Claims That Obama ‘Yanked’ Citizenship Question From Census Are False

What Was Said

“The real controversy here is who took the citizenship question off of the census, and why? Why is it controversy wanting to know who among us happens to be a citizen and who isn’t? Why is that controversial? It would seem to me that this kind of attention should have been asked when somebody in the Obama regime decided to get rid of it.”
Rush Limbaugh, a conservative commentator, on Friday

“Why can’t we just ask the question the way it was asked for 50 years before the Obama administration yanked it out of there?”
— Kellyanne Conway, the White House counselor, on Tuesday

President Trump on Thursday backed away from efforts to add a question about citizenship to the 2020 census after insisting that he would press on despite a Supreme Court ruling that the administration had not provided an adequate reason for including the question. Throughout his fight, a number of prominent conservative voices and members of his staff have amplified an inaccurate talking point that former President Barack Obama had eliminated the question.

Sarah Huckabee Sanders, Mr. Trump’s former press secretary, was among the first to give the claim a wide audience when she said in March 2018 that the question had “been included in every census since 1965, with the exception of 2010, when it was removed.” At the time, 12 states had sued the Trump administration for trying to add the question.

As courts weighed in on the case and after the Supreme Court ruled against Mr. Trump, others began to echo the claim blaming Mr. Obama, including Charlie Kirk, the founder of the pro-Trump group Turning Point USA; Chuck Woolery, the game show host; the Gateway Pundit, a pro-Trump blog; an anchor on One America News, a pro-Trump news network; a spokesman for the Trump campaign; and Representative Mark Meadows, Republican of North Carolina.

Despite tens thousands of retweets on social media and repetition on Fox News, these claims are inaccurate.

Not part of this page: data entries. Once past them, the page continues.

use cinder_type::{Id, span::Span, types::TypeId};

pub type LocalId = Id<LocalSymbol>;
pub type LabelSymbolId = Id<LabelSymbol>;

/// Why a local exists.
///
/// Kinds before `UserDefined` are short-lived: they never get a debug name and their slots can
/// always be reused. Everything from `UserDefined` on is long-lived and must be mapped back to
/// the syntax that produced it when a method body is edited and recompiled.
#[derive(Debug, Copy, Clone, PartialEq, Eq, Hash, PartialOrd, Ord)]
pub enum SynthesizedLocalKind {
  EmitterTemp,
  OptimizerTemp,
  LoweringTemp,
  UserDefined,
  FunctionReturnValue,
  LockTaken,
  Using,
  ForEachEnumerator,
  ForEachArray,
  ForEachArrayIndex,
  Awaiter,
  TryAwaitPendingException,
  ConditionalBranchDiscriminator,
}

impl SynthesizedLocalKind {
  pub fn is_long_lived(self) -> bool {
    self >= SynthesizedLocalKind::UserDefined
  }

  /// Long-lived locals keep their slot for the whole method in debug builds.
  pub fn is_slot_reusable(
    self,
    debug: bool,
  ) -> bool {
    !debug || !self.is_long_lived()
  }

  /// Stable number used in synthesized local names.
  pub fn code(self) -> i32 {
    match self {
      SynthesizedLocalKind::EmitterTemp => -3,
      SynthesizedLocalKind::OptimizerTemp => -2,
      SynthesizedLocalKind::LoweringTemp => -1,
      SynthesizedLocalKind::UserDefined => 0,
      SynthesizedLocalKind::FunctionReturnValue => 1,
      SynthesizedLocalKind::LockTaken => 2,
      SynthesizedLocalKind::Using => 3,
      SynthesizedLocalKind::ForEachEnumerator => 4,
      SynthesizedLocalKind::ForEachArray => 5,
      SynthesizedLocalKind::ForEachArrayIndex => 6,
      SynthesizedLocalKind::Awaiter => 7,
      SynthesizedLocalKind::TryAwaitPendingException => 8,
      SynthesizedLocalKind::ConditionalBranchDiscriminator => 9,
    }
  }
}

#[derive(Debug, Clone, PartialEq)]
pub struct LocalSymbol {
  pub id: LocalId,
  pub name: String,
  pub ty: TypeId,
  pub kind: SynthesizedLocalKind,
  /// Syntax the local was declared by; synthesized locals borrow the syntax they were lowered from.
  pub declarator: Span,
}

impl LocalSymbol {
  pub fn is_user_defined(&self) -> bool {
    self.kind == SynthesizedLocalKind::UserDefined
  }
}

#[derive(Debug, Clone, PartialEq)]
pub struct LabelSymbol {
  pub id: LabelSymbolId,
  pub name: String,
}

/// A method referenced from a call or object creation.
#[derive(Debug, Clone, PartialEq, Eq, Hash)]
pub struct MethodRef {
  pub name: String,
  pub declaring_type: TypeId,
  pub parameters: Vec<TypeId>,
  pub return_type: TypeId,
  pub returns_void: bool,
  pub is_static: bool,
  pub is_virtual: bool,
}

impl MethodRef {
  /// Net evaluation stack change of calling this method.
  pub fn call_stack_adjustment(&self) -> i32 {
    let mut adjustment = -(self.parameters.len() as i32);
    if !self.is_static {
      adjustment -= 1;
    }
    if !self.returns_void {
      adjustment += 1;
    }
    adjustment
  }

  /// `newobj` consumes the arguments and pushes the new instance.
  pub fn construct_stack_adjustment(&self) -> i32 {
    1 - self.parameters.len() as i32
  }
}

#[derive(Debug, Clone, PartialEq, Eq, Hash)]
pub struct FieldRef {
  pub name: String,
  pub declaring_type: TypeId,
  pub ty: TypeId,
  pub is_static: bool,
}

/// Source extent of a method body.
#[derive(Debug, Clone, PartialEq)]
pub struct BodySyntax {
  /// Whole body. Its file is the debug document.
  pub span: Span,
  /// Present when the body is a block; expression-bodied members have no closing brace.
  pub closing_brace: Option<Span>,
}

/// The method whose body is being emitted. Read-only while its body is lowered.
#[derive(Debug, Clone, PartialEq)]
pub struct MethodDescriptor {
  pub name: String,
  pub return_type: TypeId,
  pub returns_void: bool,
  pub parameters: Vec<TypeId>,
  pub is_static: bool,
  pub is_synthesized: bool,
  pub has_user_code: bool,
  pub is_async: bool,
  pub is_iterator: bool,
  pub generate_debug_info: bool,
  pub body_syntax: Option<BodySyntax>,
}

impl MethodDescriptor {
  pub fn new(
    name: &str,
    return_type: TypeId,
    returns_void: bool,
  ) -> Self {
    Self {
      name: name.to_string(),
      return_type,
      returns_void,
      parameters: Vec::new(),
      is_static: true,
      is_synthesized: false,
      has_user_code: true,
      is_async: false,
      is_iterator: false,
      generate_debug_info: true,
      body_syntax: None,
    }
  }

  pub fn with_parameters(
    mut self,
    parameters: Vec<TypeId>,
  ) -> Self {
    self.parameters = parameters;
    self
  }

  pub fn instance(mut self) -> Self {
    self.is_static = false;
    self
  }

  /// Marks the method as compiler-generated.
  pub fn synthesized(
    mut self,
    has_user_code: bool,
  ) -> Self {
    self.is_synthesized = true;
    self.has_user_code = has_user_code;
    self
  }

  pub fn asynchronous(mut self) -> Self {
    self.is_async = true;
    self
  }

  pub fn iterator(mut self) -> Self {
    self.is_iterator = true;
    self
  }

  pub fn with_debug_info(
    mut self,
    generate_debug_info: bool,
  ) -> Self {
    self.generate_debug_info = generate_debug_info;
    self
  }

  pub fn with_body_syntax(
    mut self,
    span: Span,
    closing_brace: Option<Span>,
  ) -> Self {
    self.body_syntax = Some(BodySyntax { span, closing_brace });
    self
  }

  /// Synthesized methods without user code are always emitted optimized.
  pub fn is_code_less_synthesized(&self) -> bool {
    self.is_synthesized && !self.has_user_code
  }

  /// Offset of `span` from the start of the body, used to identify locals across edits.
  pub fn local_syntax_offset(
    &self,
    span: &Span,
  ) -> i32 {
    match &self.body_syntax {
      Some(body) if !span.is_synthetic() => span.start.0 as i32 - body.span.start.0 as i32,
      _ => 0,
    }
  }

  /// Number of stack slots taken by the arguments, including `this`.
  pub fn argument_count(&self) -> usize {
    self.parameters.len() + usize::from(!self.is_static)
  }
}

A citizenship question has appeared in some form on different census surveys since 1820, and Mr. Obama was not responsible for its omission from the decennial census. Moreover, the Census Bureau has not stopped inquiring about citizenship.

In 1940, households surveyed in the decennial census were directly asked about citizenship. A decade later, census takers asked respondents about place of birth and followed up with a question about citizenship as part of one inquiry.

The citizenship question was dropped in 1960 from the general census except in New York and Puerto Rico. In 1970, most households were not asked about citizenship, though 15 percent of respondents were asked about birthplace and 5 percent if they were citizens. The short-form census sent to most households did not ask about citizenship in 1980, 1990 and 2000, but the question was relegated to a longer version sent to a smaller portion of households.

In 2010, under Mr. Obama, the Census Bureau stopped distributing the long-form questionnaire altogether — and the citizenship question along with it. But that’s because the bureau began using an alternative survey in 2005 that also included the question.

It’s also clear that the Obama administration did not instigate efforts to replace the long-form questionnaire with the American Community Survey. Plans to do so began years earlier.

After years of testing, a series of government reports from 2002 to 2004 concluded that the American Community Survey, a separate questionnaire surveying a monthly sample of households, produced virtually the same estimates as the census long-form questionnaire. And in 2005, the survey was fully put into place.

“To deal with some of these challenges at the beginning of the decade, the 2010 census was re-engineered to build a better, faster and simpler census. The plan was to leverage technology, eliminate the long form and conduct a short-form-only decennial census,” Carlos Gutierrez, the commerce secretary under former President George W. Bush, testified to Congress in April 2008.

The American Community Survey continues to ask about citizenship, among other topics, to this day.